Commonly applied VIs is not sufficient to estimate yield. Factors influencing yield include climate, soil, genetics, and management. In this study, we calculated indexes from other studies that have potential for yield estimation, as well as indexes that better reflect crop growth and yield. We systematically assesse the sensitivity of indexes reflecting water content, pigmentation, nitrogen content, etc. to yield. In this study, we will explore whether yield estimation accuracy could be further improved by integrating biophysical variables (water content, pigmentation, nitrogen content, etc.).

[On page 4, line 187-194] “VIs (i.e., NDVI) are often used to estimate the yield, but this approach is insufficient. The influencing factors of yield include climate, soil, genotype, and management. In this study, the indexes for the aforementioned factors were calculated using MODIS data, which were obtained from the Google Earth Engine (GEE) platform. The spectral index used in the study is presented in Table 1, while its detailed description is given in Appendix A. The relationships of the indexes and the influencing factors from the perspective of research methodology are presented in Section 2.3 and Figure 2.”

Previously, we mainly described the VIs, and rarely talked about other indexes, we add some content in the introduction and data presentation, thus to make the logic more reasonable.

- L209. Now you talk again only about VIs. Do you see how do you change from one topic to another?

Response: Thank you for your valuable suggestions. We deleted this sentence"At present, vegetation indexes (VIs) is the most widely used in yield estimation research, but there are some limitations: VIs mainly reflect the green degree of vegetation, but cannot fully reflect the pressure of environment on crop development. ”

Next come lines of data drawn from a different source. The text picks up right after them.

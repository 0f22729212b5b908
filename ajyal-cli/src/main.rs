use anyhow::Context;
use clap::Parser;
use std::path::PathBuf;
use tracing_subscriber::prelude::*;

mod config;
mod helpers;
mod integrations;
mod jobs;
mod storage;

#[derive(Parser, Debug)]
#[command(author, version, about = "Fetches donation order confirmations from Gmail and exports them as CSV", long_about = None)]
struct Args {
    /// Config file path (defaults to the user config directory)
    #[arg(long)]
    config_path: Option<PathBuf>,

    /// Override the Gmail search query from the config file
    #[arg(long)]
    query: Option<String>,

    /// Override the directory raw .eml files are archived into
    #[arg(long)]
    archive_dir: Option<PathBuf>,

    /// Override the CSV export path
    #[arg(long)]
    export_path: Option<PathBuf>,

    #[arg(long)]
    log_file_path: Option<String>,
}

#[tokio::main]
async fn main() -> anyhow::Result<()> {
    let args = Args::parse();

    let env_filter = tracing_subscriber::EnvFilter::try_from_default_env()
        .unwrap_or_else(|_| tracing_subscriber::EnvFilter::new("info"));

    if let Some(log_path) = &args.log_file_path {
        let log_path = std::path::Path::new(log_path);
        let file_appender = tracing_appender::rolling::never(
            log_path.parent().unwrap_or(std::path::Path::new(".")),
            log_path
                .file_name()
                .unwrap_or(std::ffi::OsStr::new("ajyal.log")),
        );
        let (non_blocking, guard) = tracing_appender::non_blocking(file_appender);
        std::mem::forget(guard);

        tracing_subscriber::registry()
            .with(env_filter)
            .with(
                tracing_subscriber::fmt::layer()
                    .with_ansi(true)
                    .with_writer(std::io::stdout),
            )
            .with(
                tracing_subscriber::fmt::layer()
                    .with_ansi(false)
                    .with_writer(non_blocking),
            )
            .init();
    } else {
        tracing_subscriber::fmt().with_env_filter(env_filter).init();
    }

    let (mut config, config_path) = match args.config_path {
        Some(path) => config::CliConfig::load_from(path),
        None => config::CliConfig::load(),
    }
    .context("load configuration")?;
    tracing::info!("Loaded configuration from {:?}", config_path);

    if let Some(query) = args.query {
        config.fetch.query = query;
    }
    if let Some(archive_dir) = args.archive_dir {
        config.output.archive_dir = archive_dir;
    }
    if let Some(export_path) = args.export_path {
        config.output.export_path = export_path;
    }

    let report = jobs::export_run::run(&config).await?;

    println!(
        "Listed {} messages, fetched {}, exported {} rows ({} without order data, {} fetch failures)",
        report.listed,
        report.fetched,
        report.extracted,
        report.skipped_extraction,
        report.failed_fetch
    );

    Ok(())
}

[On line 206] The appropriate expression should be: “At present, the commonly applied VIs is being widely used in yield estimation. The main influencing factors of yield are climate, soil, genotype, and management. Clearly, commonly applied VIs is insufficient for yield estimation. In this study, the indexes closely related to yield, such as moisture content, pigment content, biomass, nitrogen content, and climate factors, were calculated. These indexes could also either directly or indirectly reflect the climate, soil, genotype, and management factors.”

- Description of Figure 2 should be the proposed methodology and not about evaluation. Or it can be "proposed methodology for evaluating..."

Response: Thank you for your valuable suggestions. [On page 6, line 242] The description of Figure 2 are revised, "Proposed methodology of parameter (index) development for yield estimation"

- 2.3.1 and 2.3.2 are not described as part of the method presented in figure 2. Please keep coherence of information.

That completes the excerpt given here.